Last year, the yen lost about 11% of its value against the dollar. This made the foreign assets that the Japanese government, businesses, and individuals owned worth more.
The value of Japan’s net external assets went up by a record 5.6 billion yen every year because of the value of its currency and the rise in direct investments overseas.
Japan’s weak yen and US stock market gains boosted net external assets, according to Daisaku Ueno, chief FX strategist at Mitsubishi UFJ (NYSE:MUFG) Morgan Stanley (NYSE:MS) Securities. He added that the data had no immediate impact on near-term currency moves. He added that the data had no immediate impact on the way currencies moved in the short term.
The data could ease some worries about the recent sharp drop in the value of the yen to more than 131 yen per dollar, which has made people worry about Japan’s ability to purchase things.

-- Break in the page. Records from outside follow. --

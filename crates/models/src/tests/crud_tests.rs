use crate::{inventory, product};
use sea_orm::{EntityTrait, TransactionTrait};
use anyhow::Result;

use super::test_db;

/// Test product create/read/list/delete
#[tokio::test]
async fn test_product_crud() -> Result<()> {
    let Some(db) = test_db().await else { return Ok(()) };
    let txn = db.begin().await?;

    let created = product::create(&txn, "Laptop Stand", "Adjustable aluminum stand.", 34.99, "").await?;
    assert!(created.id > 0);
    assert_eq!(created.name, "Laptop Stand");
    assert_eq!(created.image_path, "");

    let found = product::find(&txn, created.id).await?.expect("product exists");
    assert_eq!(found, created);

    let newer = product::create(&txn, "Webcam HD", "", 59.99, "uploads/a.jpg").await?;
    let listed = product::list_newest_first(&txn).await?;
    let pos_new = listed.iter().position(|p| p.id == newer.id).unwrap();
    let pos_old = listed.iter().position(|p| p.id == created.id).unwrap();
    assert!(pos_new < pos_old, "newest product should come first");

    product::Entity::delete_by_id(created.id).exec(&txn).await?;
    assert!(product::find(&txn, created.id).await?.is_none());

    txn.rollback().await?;
    Ok(())
}

/// `get` reports a missing row as NotFound, not as a database error
#[tokio::test]
async fn test_product_get_missing() -> Result<()> {
    let Some(db) = test_db().await else { return Ok(()) };
    let txn = db.begin().await?;
    let created = product::create(&txn, "Desk Mat", "", 12.0, "").await?;
    assert_eq!(product::get(&txn, created.id).await?.id, created.id);
    product::Entity::delete_by_id(created.id).exec(&txn).await?;
    let err = product::get(&txn, created.id).await.unwrap_err();
    assert!(matches!(err, crate::errors::ModelError::NotFound { entity: "Product", .. }));
    txn.rollback().await?;
    Ok(())
}

/// Invalid input never reaches the database
#[tokio::test]
async fn test_product_validation() -> Result<()> {
    let Some(db) = test_db().await else { return Ok(()) };
    let err = product::create(&db, "", "", 1.0, "").await.unwrap_err();
    assert!(matches!(err, crate::errors::ModelError::Validation(_)));
    let err = product::create(&db, "ok", "", -5.0, "").await.unwrap_err();
    assert!(matches!(err, crate::errors::ModelError::Validation(_)));
    Ok(())
}

/// Test inventory create, lookup by product and partial update
#[tokio::test]
async fn test_inventory_crud() -> Result<()> {
    let Some(db) = test_db().await else { return Ok(()) };
    let txn = db.begin().await?;

    let product_id = 900_000 + (std::process::id() as i32 % 1000);
    let created = inventory::create(&txn, product_id, 50, inventory::DEFAULT_WAREHOUSE).await?;
    assert_eq!(created.quantity, 50);

    let found = inventory::find_by_product(&txn, product_id).await?.expect("row exists");
    assert_eq!(found.id, created.id);

    let updated = inventory::update(&txn, found, Some(7), None).await?;
    assert_eq!(updated.quantity, 7);
    assert_eq!(updated.warehouse, "main");
    assert!(updated.updated_at >= created.updated_at);

    let updated = inventory::update(&txn, updated, None, Some("east")).await?;
    assert_eq!(updated.quantity, 7);
    assert_eq!(updated.warehouse, "east");

    assert!(inventory::update(&txn, updated, Some(-1), None).await.is_err());

    txn.rollback().await?;
    Ok(())
}
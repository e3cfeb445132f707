//! One-shot copy of a monolith database into the catalog and inventory
//! databases, plus the uploaded images (to a directory or an S3 bucket).

use std::path::{Path, PathBuf};

use aws_sdk_s3::primitives::ByteStream;
use configs::SecretRef;
use migration::{CatalogMigrator, InventoryMigrator, MigratorTrait};
use models::{inventory, product};
use sea_orm::sea_query::OnConflict;
use sea_orm::{ConnectionTrait, DatabaseConnection, EntityTrait, Set, TransactionTrait};
use tokio::fs;
use tracing::{info, warn};

use crate::aws::SecretResolver;
use crate::errors::ServiceError;
use crate::storage::s3::{object_key, storage_error};
use crate::storage::{guess_content_type, S3Storage};

pub const DEFAULT_UPLOADS_SRC: &str = "static/uploads";
pub const DEFAULT_UPLOADS_DST: &str = "catalog/static/uploads";
/// Rows per INSERT; keeps each statement far below Postgres's 65535 bind
/// parameters (products use 6 per row).
pub const INSERT_CHUNK: usize = 1_000;

/// Where a target database is found.
#[derive(Debug, Clone, PartialEq, Eq)]
pub enum TargetDb {
    Url(String),
    Secret(SecretRef),
}

impl TargetDb {
    /// `<PREFIX>_DATABASE_URL`, else `<PREFIX>_DB_SECRET` with `<PREFIX>_DB_NAME`.
    fn from_lookup<F: Fn(&str) -> Option<String>>(prefix: &str, lookup: &F) -> Result<Option<Self>, ServiceError> {
        let get = |k: String| lookup(&k).map(|v| v.trim().to_string()).filter(|v| !v.is_empty());
        if let Some(url) = get(format!("{prefix}_DATABASE_URL")) {
            return Ok(Some(Self::Url(url)));
        }
        let Some(secret_name) = get(format!("{prefix}_DB_SECRET")) else {
            return Ok(None);
        };
        match SecretRef::from_parts(Some(secret_name), get(format!("{prefix}_DB_NAME"))) {
            Some(secret) => Ok(Some(Self::Secret(secret))),
            None => Err(ServiceError::Validation(format!(
                "{prefix}_DB_NAME is required when {prefix}_DB_SECRET is set"
            ))),
        }
    }

    /// The connection URL, fetching credentials when this names a secret.
    pub async fn resolve(&self, secrets: Option<&SecretResolver>) -> Result<String, ServiceError> {
        match (self, secrets) {
            (Self::Url(url), _) => Ok(url.clone()),
            (Self::Secret(secret), Some(secrets)) => secrets.database_url(secret).await,
            (Self::Secret(secret), None) => Err(ServiceError::Internal(format!(
                "{}: no Secrets Manager client to read the secret with",
                secret.secret_name
            ))),
        }
    }

    pub fn is_secret(&self) -> bool {
        matches!(self, Self::Secret(_))
    }
}

#[derive(Debug, Clone, PartialEq)]
pub struct DataMigrationConfig {
    pub monolith_url: String,
    pub catalog: TargetDb,
    pub inventory: TargetDb,
    pub uploads_src: PathBuf,
    pub uploads_dst: PathBuf,
    /// Upload images here instead of copying them to `uploads_dst`.
    pub target_s3_bucket: Option<String>,
}

impl DataMigrationConfig {
    pub fn from_env() -> Result<Self, ServiceError> {
        Self::from_lookup(|k| std::env::var(k).ok())
    }

    /// Reads `MONOLITH_DATABASE_URL` (defaults to the local database), the
    /// catalog and inventory targets (a URL or a secret, both required),
    /// `UPLOADS_SRC`, `UPLOADS_DST` and `TARGET_S3_BUCKET`.
    pub fn from_lookup<F: Fn(&str) -> Option<String>>(lookup: F) -> Result<Self, ServiceError> {
        let get = |k: &str| lookup(k).map(|v| v.trim().to_string()).filter(|v| !v.is_empty());
        let catalog = TargetDb::from_lookup("CATALOG", &lookup)?;
        let inventory = TargetDb::from_lookup("INVENTORY", &lookup)?;
        let (Some(catalog), Some(inventory)) = (catalog, inventory) else {
            return Err(ServiceError::Validation(
                "catalog and inventory databases must be provided: set CATALOG_DATABASE_URL and INVENTORY_DATABASE_URL, \
                 or CATALOG_DB_SECRET/CATALOG_DB_NAME and INVENTORY_DB_SECRET/INVENTORY_DB_NAME"
                    .into(),
            ));
        };
        Ok(Self {
            monolith_url: get("MONOLITH_DATABASE_URL").unwrap_or_else(|| configs::DEFAULT_DATABASE_URL.to_string()),
            catalog,
            inventory,
            uploads_src: get("UPLOADS_SRC").unwrap_or_else(|| DEFAULT_UPLOADS_SRC.into()).into(),
            uploads_dst: get("UPLOADS_DST").unwrap_or_else(|| DEFAULT_UPLOADS_DST.into()).into(),
            target_s3_bucket: get("TARGET_S3_BUCKET"),
        })
    }

    pub fn needs_secrets(&self) -> bool {
        self.catalog.is_secret() || self.inventory.is_secret()
    }
}

#[derive(Debug, Clone, Default, PartialEq, Eq)]
pub struct MigrationReport {
    pub products_read: usize,
    pub products_inserted: u64,
    pub inventory_read: usize,
    pub inventory_inserted: u64,
    pub images_copied: usize,
}

/// Create the target schemas if needed.
pub async fn prepare_targets(catalog: &DatabaseConnection, inventory: &DatabaseConnection) -> Result<(), ServiceError> {
    CatalogMigrator::up(catalog, None).await.map_err(|e| ServiceError::Db(e.to_string()))?;
    InventoryMigrator::up(inventory, None).await.map_err(|e| ServiceError::Db(e.to_string()))?;
    info!("target tables verified");
    Ok(())
}

/// Move the sequence behind `table.id` past the highest copied id.
async fn reset_sequence<C: ConnectionTrait>(db: &C, table: &str) -> Result<(), ServiceError> {
    let sql = format!(
        "SELECT setval('{table}_id_seq', (SELECT COALESCE(MAX(id), 0) + 1 FROM {table}), false)"
    );
    db.execute_unprepared(&sql).await?;
    Ok(())
}

/// Insert `rows` with their ids in chunks; ids already present are skipped.
/// Returns how many rows were written.
pub async fn insert_products<C: ConnectionTrait>(db: &C, rows: &[product::Model]) -> Result<u64, ServiceError> {
    let mut inserted = 0;
    for chunk in rows.chunks(INSERT_CHUNK) {
        let models = chunk.iter().cloned().map(|m| product::ActiveModel {
            id: Set(m.id),
            name: Set(m.name),
            description: Set(m.description),
            price: Set(m.price),
            image_path: Set(m.image_path),
            created_at: Set(m.created_at),
        });
        inserted += product::Entity::insert_many(models)
            .on_conflict(OnConflict::column(product::Column::Id).do_nothing().to_owned())
            .exec_without_returning(db)
            .await?;
    }
    Ok(inserted)
}

pub async fn insert_inventory<C: ConnectionTrait>(db: &C, rows: &[inventory::Model]) -> Result<u64, ServiceError> {
    let mut inserted = 0;
    for chunk in rows.chunks(INSERT_CHUNK) {
        let models = chunk.iter().cloned().map(|m| inventory::ActiveModel {
            id: Set(m.id),
            product_id: Set(m.product_id),
            quantity: Set(m.quantity),
            warehouse: Set(m.warehouse),
            updated_at: Set(m.updated_at),
        });
        inserted += inventory::Entity::insert_many(models)
            .on_conflict(OnConflict::column(inventory::Column::Id).do_nothing().to_owned())
            .exec_without_returning(db)
            .await?;
    }
    Ok(inserted)
}

/// Copy products keeping their ids, in one transaction on `dst`.
pub async fn copy_products(src: &DatabaseConnection, dst: &DatabaseConnection) -> Result<(usize, u64), ServiceError> {
    let rows = product::Entity::find().all(src).await?;
    if rows.is_empty() {
        info!("no products to migrate");
        return Ok((0, 0));
    }
    let txn = dst.begin().await?;
    let inserted = insert_products(&txn, &rows).await?;
    reset_sequence(&txn, "products").await?;
    txn.commit().await?;
    info!(read = rows.len(), inserted, "migrated products");
    Ok((rows.len(), inserted))
}

pub async fn copy_inventory(src: &DatabaseConnection, dst: &DatabaseConnection) -> Result<(usize, u64), ServiceError> {
    let rows = inventory::Entity::find().all(src).await?;
    if rows.is_empty() {
        info!("no inventory to migrate");
        return Ok((0, 0));
    }
    let txn = dst.begin().await?;
    let inserted = insert_inventory(&txn, &rows).await?;
    reset_sequence(&txn, "inventory").await?;
    txn.commit().await?;
    info!(read = rows.len(), inserted, "migrated inventory records");
    Ok((rows.len(), inserted))
}

/// Regular files directly under `dir`, sorted by name.
async fn list_files(dir: &Path) -> Result<Vec<String>, ServiceError> {
    let mut entries = fs::read_dir(dir).await.map_err(|e| ServiceError::Storage(e.to_string()))?;
    let mut names = Vec::new();
    while let Some(entry) = entries.next_entry().await.map_err(|e| ServiceError::Storage(e.to_string()))? {
        let is_file = entry.file_type().await.map(|t| t.is_file()).unwrap_or(false);
        if let (true, Some(name)) = (is_file, entry.file_name().to_str()) {
            names.push(name.to_string());
        }
    }
    names.sort();
    Ok(names)
}

/// Copy every uploaded image from `src` to `dst`, in name order.
pub async fn copy_images(src: &Path, dst: &Path) -> Result<usize, ServiceError> {
    if fs::metadata(src).await.is_err() {
        warn!(path = %src.display(), "uploads directory not found; no images to copy");
        return Ok(0);
    }
    fs::create_dir_all(dst).await.map_err(|e| ServiceError::Storage(e.to_string()))?;
    let files = list_files(src).await?;
    if files.is_empty() {
        info!("no images to copy");
        return Ok(0);
    }
    for name in &files {
        fs::copy(src.join(name), dst.join(name))
            .await
            .map_err(|e| ServiceError::Storage(format!("{name}: {e}")))?;
        info!(file = %name, "copied image");
    }
    info!(count = files.len(), dst = %dst.display(), "images copied");
    Ok(files.len())
}

/// Upload every image in `src` as `uploads/<name>`, in name order.
pub async fn upload_images(src: &Path, target: &S3Storage) -> Result<usize, ServiceError> {
    if fs::metadata(src).await.is_err() {
        warn!(path = %src.display(), "uploads directory not found; no images to upload");
        return Ok(0);
    }
    let files = list_files(src).await?;
    if files.is_empty() {
        info!("no images to upload");
        return Ok(0);
    }
    for name in &files {
        let key = object_key(name);
        let body = ByteStream::from_path(src.join(name))
            .await
            .map_err(|e| ServiceError::Storage(format!("{name}: {e}")))?;
        target
            .client()
            .put_object()
            .bucket(target.bucket())
            .key(&key)
            .content_type(guess_content_type(name))
            .body(body)
            .send()
            .await
            .map_err(storage_error)?;
        info!(file = %name, bucket = %target.bucket(), %key, "uploaded image");
    }
    info!(count = files.len(), bucket = %target.bucket(), "images uploaded to S3");
    Ok(files.len())
}

/// Full run: schema, products, inventory, then images.
pub async fn migrate(
    cfg: &DataMigrationConfig,
    monolith: &DatabaseConnection,
    catalog: &DatabaseConnection,
    inventory: &DatabaseConnection,
) -> Result<MigrationReport, ServiceError> {
    prepare_targets(catalog, inventory).await?;
    let (products_read, products_inserted) = copy_products(monolith, catalog).await?;
    let (inventory_read, inventory_inserted) = copy_inventory(monolith, inventory).await?;
    let images_copied = match &cfg.target_s3_bucket {
        Some(bucket) => upload_images(&cfg.uploads_src, &S3Storage::from_env(bucket.clone()).await).await?,
        None => {
            info!("TARGET_S3_BUCKET not set; copying images locally");
            copy_images(&cfg.uploads_src, &cfg.uploads_dst).await?
        }
    };
    Ok(MigrationReport { products_read, products_inserted, inventory_read, inventory_inserted, images_copied })
}
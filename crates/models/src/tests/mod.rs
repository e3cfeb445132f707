/// Database connection and configuration tests
pub mod db_tests;

/// CRUD operations tests for products and inventory
pub mod crud_tests;

use sea_orm::DatabaseConnection;

/// Connect and migrate, or `None` when no database is available for tests.
pub(crate) async fn test_db() -> Option<DatabaseConnection> {
    use migration::MigratorTrait;

    if std::env::var("SKIP_DB_TESTS").is_ok() || std::env::var("DATABASE_URL").is_err() {
        eprintln!("skip: SKIP_DB_TESTS set or DATABASE_URL missing");
        return None;
    }
    let db = match crate::db::connect().await {
        Ok(db) => db,
        Err(e) => {
            eprintln!("skip: cannot connect to db: {}", e);
            return None;
        }
    };
    if let Err(e) = migration::Migrator::up(&db, None).await {
        eprintln!("skip: migrate up failed: {}", e);
        return None;
    }
    Some(db)
}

At the end of 2021, Japan had 1.3 times as many net external assets as Germany, the world’s No. 2 creditor, followed by Hong Kong and China.
Gross external assets were worth 1,249.9 trillion yen, and external debt was worth 838.7 trillion yen. This brought Japan’s net external assets to 411.2 trillion yen.
Additionally, a trade surplus of 1.7 trillion yen was added to Japan’s current account surplus of 15.5 trillion yen in 2020, a decrease of 1.2% from the previous year. Primary income gains of 20.5 trillion yen were also included in the overall surplus.
To maintain its status as a safe-haven currency, the Japanese yen relies on the country’s substantial income gains from its investments abroad, according to the latest data.
“However, in the medium to long term, the yen will no longer be viewed as a safe-haven currency due to Japan’s trade deficit and population decline,” Ueno said.